In 2-year studies in rats receiving up to 40 times the recommended human dose, lansoprazole produced dose-related gastric enterochromaffin-like (ECL) cell hyperplasia and ECL cell carcinoids in both male and female rats {01}. Lansoprazole also increased the incidence of intestinal metaplasia of the gastric epithelium, and produced dose-related increases in the incidence of testicular interstitial adenomas {01}. In a 1-year toxicity study in rats receiving 13 times the recommended human dose, testicular interstitial cell adenoma also occurred in 1 of 30 rats {01}. In a 2-year study in mice receiving up to 80 times the recommended human dose, lansoprazole produced an increased incidence of liver tumors (hepatocellular adenomas and carcinomas), a dose-related increase in the incidence of gastric ECL cell hyperplasia, and adenomas of the rete testis in males {01}.

Mutagenicity

Lansoprazole was not genotoxic in the Ames test, the ex vivo rat hepatocyte unscheduled DNA synthesis (UDS) test, the in vivo mouse micronucleus test, or the rat bone marrow cell chromosomal aberration test {01}. It was positive in in vitro human lymphocyte chromosomal aberration assays {01}.

Pregnancy/Reproduction
Fertility—
Reproduction studies in rats and rabbits have shown no evidence of impaired fertility {01}.

Pregnancy—
Adequate and well-controlled studies in humans have not been done {01}.

Reproductive studies in rats and rabbits at doses 40 times the recommended human dose have not shown that lansoprazole causes adverse effects in the fetus {01}.

FDA Pregnancy Category B {01}.

Breast-feeding

It is not known whether lansoprazole is distributed into breast milk {01}. However, lansoprazole or its metabolites are distributed into the milk of rats {01}. Because lansoprazole has been shown to cause tumorigenic effects in animals, a decision should be made as to whether nursing should be discontinued or the medication withdrawn, taking into account the importance of lansoprazole to the mother {01}.

Pediatrics

No information is available on the relationship of age to the effects of lansoprazole in pediatric patients up to 18 years of age. Safety and efficacy have not been established {01}.


Geriatrics


Studies in elderly patients indicate that the clearance of lansoprazole is decreased in the elderly {01} {03} {04} {06} {10}, resulting in a 50 to 100% increase in the elimination half-life {01}. Because the mean half-life in the elderly remains between 1.9 and 2.9 hours {01} {03} {04} {06} {10} {11} {12} {18} {30}, repeated once-daily dosing does not result in accumulation of lansoprazole {01} {06} {11} {30}. However, subsequent doses higher than 30 mg a day should not be administered unless additional gastric acid suppression is necessary {01}.

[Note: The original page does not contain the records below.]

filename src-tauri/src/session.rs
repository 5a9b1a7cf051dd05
//! Browser session key storage using the system keyring.
//!
//! The usage endpoints authenticate with the `sessionKey` cookie of a signed-in
//! browser session. The key is stored in the OS's native secret storage:
//! - Linux: Secret Service (GNOME Keyring/KDE Wallet)
//! - macOS: Keychain
//! - Windows: Credential Manager
//!
//! `USAGE_SESSION_KEY` in the environment (or `.env`) takes precedence.
//!
//! Never log the key value.

use keyring::Entry;

const SERVICE_NAME: &str = "usage-tray";
const SESSION_KEY_NAME: &str = "session-key";
pub const SESSION_KEY_ENV: &str = "USAGE_SESSION_KEY";

/// Session key from the environment, else the keyring.
/// Returns None if not configured or on error (errors are logged).
pub fn get_session_key() -> Option<String> {
    if let Some(key) = session_key_from_env() {
        return Some(key);
    }

    let entry = match Entry::new(SERVICE_NAME, SESSION_KEY_NAME) {
        Ok(e) => e,
        Err(e) => {
            log::warn!("Session: failed to create keyring entry: {}", e);
            return None;
        }
    };

    match entry.get_password() {
        Ok(key) => normalize_session_key(&key),
        Err(keyring::Error::NoEntry) => None,
        Err(e) => {
            log::warn!("Session: failed to retrieve key: {}", e);
            None
        }
    }
}

fn session_key_from_env() -> Option<String> {
    std::env::var(SESSION_KEY_ENV)
        .ok()
        .and_then(|k| normalize_session_key(&k))
}

/// Accept either the bare cookie value or a pasted `sessionKey=...` pair.
pub fn normalize_session_key(raw: &str) -> Option<String> {
    let trimmed = raw.trim();
    let value = trimmed
        .split(';')
        .map(str::trim)
        .find_map(|part| part.strip_prefix("sessionKey="))
        .unwrap_or(trimmed)
        .trim();

    if value.is_empty() || value.contains(|c: char| c.is_whitespace() || c.is_control()) {
        None
    } else {
        Some(value.to_string())
    }
}

/// Store the session key in the system keyring.
/// Pass None to delete the key.
pub fn set_session_key(key: Option<&str>) -> Result<(), String> {
    let entry = Entry::new(SERVICE_NAME, SESSION_KEY_NAME)
        .map_err(|e| format!("Failed to create keyring entry: {}", e))?;

    match key.and_then(normalize_session_key) {
        Some(k) => {
            entry
                .set_password(&k)
                .map_err(|e| format!("Failed to store session key: {}", e))?;
            log::info!("Session: stored new session key");
        }
        None => match entry.delete_credential() {
            Ok(()) => log::info!("Session: deleted session key"),
            Err(keyring::Error::NoEntry) => {}
            Err(e) => return Err(format!("Failed to delete session key: {}", e)),
        },
    }

    Ok(())
}

/// Read the clipboard and store it as the session key.
pub fn import_session_key_from_clipboard() -> Result<(), String> {
    let mut clipboard =
        arboard::Clipboard::new().map_err(|e| format!("Clipboard unavailable: {}", e))?;
    let text = clipboard
        .get_text()
        .map_err(|e| format!("Clipboard has no text: {}", e))?;

    let key = normalize_session_key(&text)
        .ok_or_else(|| "Clipboard does not contain a session key".to_string())?;
    set_session_key(Some(&key))
}

/// Masked key for display and logs (e.g., "sk-ant...1234")
pub fn mask_session_key(key: &str) -> String {
    if key.len() <= 12 {
        "*".repeat(key.len())
    } else {
        match (key.get(..6), key.get(key.len() - 4..)) {
            (Some(head), Some(tail)) => format!("{}...{}", head, tail),
            _ => "*".repeat(key.chars().count()),
        }
    }
}
//! Data structures for the usage endpoints.

use chrono::{DateTime, Utc};
use serde::{Deserialize, Serialize};

use super::error::PollError;

/// Usage in a single rolling window.
#[derive(Debug, Clone, PartialEq, Serialize)]
pub struct WindowUsage {
    /// Utilization percentage as reported by the server (nominally 0-100)
    pub percent: f64,
    /// When the window resets, if the server reported it
    pub resets_at: Option<DateTime<Utc>>,
}

/// One poll cycle's worth of usage. Never persisted.
#[derive(Debug, Clone, PartialEq, Serialize)]
pub struct UsageSnapshot {
    /// 5-hour rolling window (drives the icon and badge)
    pub five_hour: WindowUsage,
    /// 7-day rolling window (tooltip only)
    pub seven_day: Option<WindowUsage>,
}

impl UsageSnapshot {
    /// Build a snapshot from the raw usage document.
    ///
    /// The 5-hour utilization is required. Without it this is an error,
    /// never a default percentage.
    pub fn from_response(response: UsageResponse) -> Result<Self, PollError> {
        let five_hour = response
            .five_hour
            .and_then(|w| w.into_window())
            .ok_or(PollError::MissingField("five_hour.utilization"))?;

        Ok(Self {
            five_hour,
            seven_day: response.seven_day.and_then(|w| w.into_window()),
        })
    }
}

// ============================================================================
// API Response Types
// ============================================================================

/// Response from /api/organizations/{id}/usage
#[derive(Debug, Clone, Default, Deserialize)]
pub struct UsageResponse {
    #[serde(default)]
    pub five_hour: Option<UsageWindowApi>,
    #[serde(default)]
    pub seven_day: Option<UsageWindowApi>,
}

#[derive(Debug, Clone, Default, Deserialize)]
pub struct UsageWindowApi {
    #[serde(default)]
    pub utilization: Option<f64>,
    /// ISO timestamp; kept as a string so an odd format doesn't fail the whole document
    #[serde(default)]
    pub resets_at: Option<String>,
}

impl UsageWindowApi {
    fn into_window(self) -> Option<WindowUsage> {
        let percent = self.utilization?;
        let resets_at = self.resets_at.as_deref().and_then(parse_reset_time);
        Some(WindowUsage { percent, resets_at })
    }
}

fn parse_reset_time(raw: &str) -> Option<DateTime<Utc>> {
    match DateTime::parse_from_rfc3339(raw) {
        Ok(dt) => Some(dt.with_timezone(&Utc)),
        Err(e) => {
            log::debug!("Usage: ignoring unparseable resets_at {:?}: {}", raw, e);
            None
        }
    }
}
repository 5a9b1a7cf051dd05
fn main() {
    tauri_build::build()
}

Drug interactions and/or related problems
The following drug interactions and/or related problems have been selected on the basis of their potential clinical significance (possible mechanism in parentheses where appropriate)—not necessarily inclusive (» = major clinical significance):


Note: Only specific interactions between lansoprazole and other medications have been identified in this monograph. However, lansoprazole, by increasing gastric pH, has the potential to affect the bioavailability of any medication whose absorption is pH-dependent. {33} Also, lansoprazole may prevent the degradation of acid-labile drugs. {33}
Possible interactions of lansoprazole with medications known to be metabolized by the hepatic cytochrome P450 enzyme system should be considered {03}. To date, however, lansoprazole appears to interact minimally with other agents {03} {04}, and no clinically relevant interactions have been reported with antipyrine {01}; diazepam {01} {04} {06} {15} {25} {26}; ibuprofen {01}, indomethacin {01}, or other nonsteroidal anti-inflammatory drugs (NSAIDs) {15}; oral contraceptives {04} {06} {25}; phenytoin {01} {04} {06}; prednisone or prednisolone {01} {04} {06}; propranolol {01} {04} {06}; or warfarin {03} {04} {06} {15} {25}.
Combinations containing any of the following medications, depending on the amount present, may also interact with this medication.

Ampicillin esters {01} or
Digoxin {01} or
Iron salts {01} or
Ketoconazole {01}    (lansoprazole causes prolonged inhibition of gastric acid secretion, and thereby may interfere with the absorption of these medications and others for which bioavailability is determined by gastric pH {01})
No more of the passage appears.